Only later do we begin to name what we already know. Words arrive as mental shortcuts. They point to patterns that existed long before they were labeled. Language facilitates communication, but it rests on a foundation that would exist without it.
The real world teaches first by enforcing consequences. It rewards correct predictions and corrects incorrect ones. From this process, a stable internal sense of space, time, and possibility emerges. That sense precedes abstraction and underpins it.
Text Is Not Enough
Language appears to be intelligent because it is visible. We can read, hear, and test it. When a system produces fluent text, it conveys an understanding. But language is not where understanding begins. It is where it ends up after something quieter and more physical has already occurred.
Text is a record of experience, not the experience itself. It assumes a shared world. When we say that a cup fell, we do not explain gravity, support, or collision. We assume them. A reader already knows what falling means because they have lived in a world where objects drop when released. Language works by leaning on that prior knowledge, not by creating it.
This is the limit of language-only systems. They learn correlations between symbols that already compress the world. They never see the constraints that produced those symbols. They do not feel resistance, continuity, or consequence. As a result, they can describe situations fluently while lacking an internal sense of what can actually happen next.
Real understanding is predictive. It is the ability to anticipate outcomes without narrating them. When you reach for a door handle, you already know how it will turn. When you step onto a surface, you trust it will support your weight. This knowledge is not verbal. It is a lived model of the world, shaped by repeated exposure to structure and constraint.

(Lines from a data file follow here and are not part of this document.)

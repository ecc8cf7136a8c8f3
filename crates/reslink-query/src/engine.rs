//! Bidirectional link query engine
//!
//! [`LinkQueryEngine::resolve_linked`] answers "which entities of kind K are
//! linked to or from E under name N". It issues exactly one indexed lookup
//! per direction, unions the endpoints and materializes them with a single
//! batched load through the kind's [`EntityLoader`](crate::EntityLoader).

use crate::resolver::{Record, TypeResolver};
use reslink_store::LinkStore;
use reslink_types::{EntityId, EntityRef, LinkError, LinkResult, TypeTag};
use std::collections::{BTreeMap, BTreeSet};
use std::fmt;
use std::sync::Arc;

/// Read boundary over a link store and a type resolver
#[derive(Clone)]
pub struct LinkQueryEngine {
    store: Arc<dyn LinkStore>,
    resolver: Arc<dyn TypeResolver>,
}

impl LinkQueryEngine {
    /// Create engine
    #[must_use]
    pub fn new(store: Arc<dyn LinkStore>, resolver: Arc<dyn TypeResolver>) -> Self {
        Self { store, resolver }
    }

    /// Underlying store
    #[inline]
    #[must_use]
    pub fn store(&self) -> &Arc<dyn LinkStore> {
        &self.store
    }

    /// Underlying resolver
    #[inline]
    #[must_use]
    pub fn resolver(&self) -> &Arc<dyn TypeResolver> {
        &self.resolver
    }

    /// Endpoints linked to or from `entity` under `link_name`, any kind
    ///
    /// Outbound targets and inbound sources are unioned and deduplicated by
    /// `(kind, id)`. Returned in `(kind, id)` order.
    ///
    /// # Errors
    /// `LinkError::Storage` if either lookup fails.
    pub fn linked_refs(&self, entity: &EntityRef, link_name: &str) -> LinkResult<BTreeSet<EntityRef>> {
        let outbound = self.store.find_by_from_and_name(entity, link_name)?;
        let inbound = self.store.find_by_to_and_name(entity, link_name)?;

        let refs = outbound
            .into_iter()
            .map(|link| link.to().clone())
            .chain(inbound.into_iter().map(|link| link.from().clone()))
            .collect();
        Ok(refs)
    }

    /// Records of `resource_kind` linked to or from `entity` under `link_name`
    ///
    /// Endpoints of other kinds are excluded. Endpoints whose record no
    /// longer exists are dropped without error. Records come back in id
    /// order, though callers should not rely on any particular order.
    ///
    /// # Errors
    /// - `LinkError::UnknownResourceKind` if the resolver has no loader for `resource_kind`
    /// - `LinkError::Storage` if a lookup or the batched load fails
    pub fn resolve_linked(
        &self,
        entity: &EntityRef,
        link_name: &str,
        resource_kind: &str,
    ) -> LinkResult<Vec<Record>> {
        let loader = self
            .resolver
            .resolve(resource_kind)
            .ok_or_else(|| LinkError::unknown_kind(resource_kind))?;
        let kind = TypeTag::new(resource_kind);

        let ids: BTreeSet<EntityId> = self
            .linked_refs(entity, link_name)?
            .into_iter()
            .filter(|endpoint| endpoint.is_kind(&kind))
            .map(|endpoint| endpoint.id().clone())
            .collect();

        if ids.is_empty() {
            return Ok(Vec::new());
        }

        let loaded = loader.load_many(&ids)?;

        // Keep only what was asked for, once per id.
        let mut records = BTreeMap::new();
        for record in loaded {
            if record.entity.is_kind(&kind) && ids.contains(record.id()) {
                records.entry(record.id().clone()).or_insert(record);
            }
        }

        let dangling = ids.len() - records.len();
        if dangling > 0 {
            tracing::debug!(
                "Dropped {} dangling {} reference(s) linked with {} under '{}'",
                dangling,
                kind,
                entity,
                link_name
            );
        }

        Ok(records.into_values().collect())
    }
}

impl fmt::Debug for LinkQueryEngine {
    fn fmt(&self, f: &mut fmt::Formatter<'_>) -> fmt::Result {
        f.debug_struct("LinkQueryEngine")
            .field("links", &self.store.len())
            .finish_non_exhaustive()
    }
}

#[cfg(test)]
mod tests {
    use super::*;
    use crate::resolver::{MockEntityLoader, MockTypeResolver};
    use reslink_store::{replace_links, InMemoryLinkStore, ReplaceOptions};
    use reslink_types::{LinkData, StorageError};
    use serde_json::json;

    fn process(id: u64) -> EntityRef {
        EntityRef::new("process", id)
    }

    fn proposal(id: u64) -> EntityRef {
        EntityRef::new("proposal", id)
    }

    fn relate(store: &InMemoryLinkStore, from: &EntityRef, targets: Vec<EntityRef>, name: &str) {
        replace_links(store, from, targets, name, &LinkData::new(), &ReplaceOptions::new()).unwrap();
    }

    /// Resolver whose single kind echoes back every requested id as a record
    fn echo_resolver(kind: &'static str, expected_calls: usize) -> MockTypeResolver {
        let mut loader = MockEntityLoader::new();
        loader.expect_kind().returning(move || TypeTag::new(kind));
        loader
            .expect_load_many()
            .times(expected_calls)
            .returning(move |ids| {
                Ok(ids
                    .iter()
                    .map(|id| Record::new(EntityRef::new(kind, id.clone()), json!({"id": id})))
                    .collect())
            });
        let loader: Arc<dyn crate::EntityLoader> = Arc::new(loader);

        let mut resolver = MockTypeResolver::new();
        resolver
            .expect_resolve()
            .returning(move |requested| (requested == kind).then(|| loader.clone()));
        resolver
    }

    fn ids(records: &[Record]) -> Vec<&str> {
        records.iter().map(|r| r.id().as_str()).collect()
    }

    #[test]
    fn unions_both_directions_with_single_load() {
        let store = Arc::new(InMemoryLinkStore::new());
        relate(&store, &process(1), vec![process(2)], "related_to");
        relate(&store, &process(3), vec![process(1)], "related_to");

        let engine = LinkQueryEngine::new(store, Arc::new(echo_resolver("process", 1)));
        let records = engine.resolve_linked(&process(1), "related_to", "process").unwrap();

        assert_eq!(ids(&records), vec!["2", "3"]);
    }

    #[test]
    fn unknown_kind_is_reported() {
        let store = Arc::new(InMemoryLinkStore::new());
        let engine = LinkQueryEngine::new(store, Arc::new(echo_resolver("process", 0)));

        let err = engine.resolve_linked(&process(1), "related_to", "meeting").unwrap_err();

        assert!(matches!(err, LinkError::UnknownResourceKind { ref kind } if kind == "meeting"));
        assert!(err.is_caller_error());
    }

    #[test]
    fn no_matching_endpoints_skips_load() {
        let store = Arc::new(InMemoryLinkStore::new());
        relate(&store, &process(1), vec![proposal(9)], "included");

        let engine = LinkQueryEngine::new(store, Arc::new(echo_resolver("process", 0)));
        let records = engine.resolve_linked(&process(1), "included", "process").unwrap();

        assert!(records.is_empty());
    }

    #[test]
    fn other_kinds_filtered_out() {
        let store = Arc::new(InMemoryLinkStore::new());
        relate(&store, &process(1), vec![proposal(5), process(2)], "included");

        let engine = LinkQueryEngine::new(store, Arc::new(echo_resolver("proposal", 1)));
        let records = engine.resolve_linked(&process(1), "included", "proposal").unwrap();

        assert_eq!(ids(&records), vec!["5"]);
        assert_eq!(records[0].entity, proposal(5));
    }

    #[test]
    fn both_directions_to_same_entity_dedupe() {
        let store = Arc::new(InMemoryLinkStore::new());
        relate(&store, &process(1), vec![process(2), process(2)], "related_to");
        relate(&store, &process(2), vec![process(1)], "related_to");

        let engine = LinkQueryEngine::new(store, Arc::new(echo_resolver("process", 1)));
        let records = engine.resolve_linked(&process(1), "related_to", "process").unwrap();

        assert_eq!(ids(&records), vec!["2"]);
    }

    #[test]
    fn missing_records_dropped() {
        let store = Arc::new(InMemoryLinkStore::new());
        relate(&store, &process(1), vec![process(2), process(3)], "related_to");

        let mut loader = MockEntityLoader::new();
        loader.expect_kind().returning(|| TypeTag::new("process"));
        loader.expect_load_many().times(1).returning(|_| {
            Ok(vec![Record::new(EntityRef::new("process", 3u64), json!({}))])
        });
        let loader: Arc<dyn crate::EntityLoader> = Arc::new(loader);
        let mut resolver = MockTypeResolver::new();
        resolver.expect_resolve().returning(move |_| Some(loader.clone()));

        let engine = LinkQueryEngine::new(store, Arc::new(resolver));
        let records = engine.resolve_linked(&process(1), "related_to", "process").unwrap();

        assert_eq!(ids(&records), vec!["3"]);
    }

    #[test]
    fn loader_failure_propagates() {
        let store = Arc::new(InMemoryLinkStore::new());
        relate(&store, &process(1), vec![process(2)], "related_to");

        let mut loader = MockEntityLoader::new();
        loader.expect_kind().returning(|| TypeTag::new("process"));
        loader
            .expect_load_many()
            .returning(|_| Err(StorageError::loader("process", "connection reset")));
        let loader: Arc<dyn crate::EntityLoader> = Arc::new(loader);
        let mut resolver = MockTypeResolver::new();
        resolver.expect_resolve().returning(move |_| Some(loader.clone()));

        let engine = LinkQueryEngine::new(store, Arc::new(resolver));
        let err = engine.resolve_linked(&process(1), "related_to", "process").unwrap_err();

        assert!(matches!(err, LinkError::Storage(StorageError::LoaderFailed { .. })));
        assert!(err.is_retryable());
    }

    #[test]
    fn linked_refs_ignores_other_names() {
        let store = Arc::new(InMemoryLinkStore::new());
        relate(&store, &process(1), vec![process(2)], "related_to");
        relate(&store, &process(1), vec![proposal(7)], "included");

        let engine = LinkQueryEngine::new(store, Arc::new(MockTypeResolver::new()));
        let refs = engine.linked_refs(&process(1), "included").unwrap();

        assert_eq!(refs.into_iter().collect::<Vec<_>>(), vec![proposal(7)]);
    }
}
//! reslink Core
//!
//! Named, directional, metadata-bearing links between independently typed
//! entities, queryable in both directions.
//!
//! # Overview
//!
//! - **LinkGraph**: the read/write boundary over store, query engine and config
//! - **Resource / Resourceable**: how host types take part in the graph
//! - **LinkGraphConfig**: lock timeout, duplicate policy, target limit, snapshot path
//!
//! # Example
//!
//! ```rust
//! use reslink_core::prelude::*;
//! use std::sync::Arc;
//!
//! let graph = LinkGraph::new(LinkGraphConfig::default(), Arc::new(TypeRegistry::new()));
//! let a = EntityRef::new("process", 1u64);
//! let b = EntityRef::new("process", 2u64);
//!
//! graph.replace(&a, [b.clone()], "related_to", &LinkData::new()).unwrap();
//!
//! assert!(graph.linked_refs(&b, "related_to").unwrap().contains(&a));
//! ```

#![warn(missing_docs)]

pub mod config;
pub mod graph;
pub mod resource;

// Re-exports
pub use config::{ConfigError, LinkGraphConfig};
pub use graph::LinkGraph;
pub use resource::{Resource, Resourceable};

pub use reslink_query::{EntityLoader, LinkQueryEngine, Record, TypeRegistry, TypeResolver};
pub use reslink_store::{InMemoryLinkStore, LinkStore, Replaced, StoreStats};
pub use reslink_types::{
    EntityId, EntityRef, Link, LinkData, LinkError, LinkId, LinkResult, StorageError, TypeTag,
    ValidationError,
};

/// Prelude module for common imports
pub mod prelude {
    //! Common imports for working with the link graph
    pub use crate::{
        EntityId, EntityLoader, EntityRef, LinkData, LinkError, LinkGraph, LinkGraphConfig,
        LinkResult, Record, Resource, Resourceable, TypeRegistry, TypeTag,
    };
}

/// Version of this crate
pub const VERSION: &str = env!("CARGO_PKG_VERSION");
//! Entity catalog file
//!
//! The `resolve` command has no host application to load records from, so it
//! reads them from a JSON file shaped like:
//!
//! ```json
//! { "process": [{"id": 1, "title": "Budget"}], "proposal": [{"id": "p-7"}] }
//! ```

use anyhow::{bail, Context};
use reslink_core::{EntityId, EntityLoader, EntityRef, Record, StorageError, TypeRegistry, TypeTag};
use serde_json::Value;
use std::collections::{BTreeMap, BTreeSet, HashMap};
use std::path::Path;
use std::sync::Arc;

/// Records of one kind read from a catalog file
#[derive(Debug)]
pub(crate) struct CatalogKind {
    kind: TypeTag,
    records: HashMap<EntityId, Value>,
}

impl CatalogKind {
    fn from_records(kind: &str, records: Vec<Value>) -> anyhow::Result<Self> {
        let kind = TypeTag::parse(kind)?;
        let mut by_id = HashMap::with_capacity(records.len());
        for record in records {
            let id = match record.get("id") {
                Some(Value::String(id)) => EntityId::new(id.clone()),
                Some(Value::Number(id)) => EntityId::new(id.to_string()),
                _ => bail!("a `{kind}` record has no string or numeric \"id\""),
            };
            by_id.insert(id, record);
        }
        Ok(Self {
            kind,
            records: by_id,
        })
    }
}

impl EntityLoader for CatalogKind {
    fn kind(&self) -> TypeTag {
        self.kind.clone()
    }

    fn load_many(&self, ids: &BTreeSet<EntityId>) -> Result<Vec<Record>, StorageError> {
        Ok(ids
            .iter()
            .filter_map(|id| {
                self.records
                    .get(id)
                    .map(|value| Record::new(EntityRef::new(self.kind.clone(), id.clone()), value.clone()))
            })
            .collect())
    }
}

/// Registry with one loader per kind in the catalog text
pub(crate) fn parse(text: &str) -> anyhow::Result<TypeRegistry> {
    let kinds: BTreeMap<String, Vec<Value>> =
        serde_json::from_str(text).context("catalog must map kind names to arrays of records")?;

    let mut registry = TypeRegistry::new();
    for (kind, records) in kinds {
        let loader = CatalogKind::from_records(&kind, records)?;
        tracing::debug!("Catalog kind {} with {} records", kind, loader.records.len());
        registry.register(Arc::new(loader))?;
    }
    Ok(registry)
}

/// Registry from a catalog file
pub(crate) fn load(path: &Path) -> anyhow::Result<TypeRegistry> {
    let text = std::fs::read_to_string(path)
        .with_context(|| format!("cannot read catalog {}", path.display()))?;
    parse(&text).with_context(|| format!("invalid catalog {}", path.display()))
}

To move beyond language, we must return to those foundations. Systems must learn from signals that carry the world’s structure directly: space, motion, geometry, and time. They must form internal representations that stay coherent as viewpoints change and actions unfold. The goal is not to predict words or images, but to predict what remains stable and what can change.
This is the shift ahead. From describing the world to modeling it. From naming outcomes to anticipating them. Language will remain useful, but it will sit on top of something deeper: an internal sense of how the world works, learned from the world itself.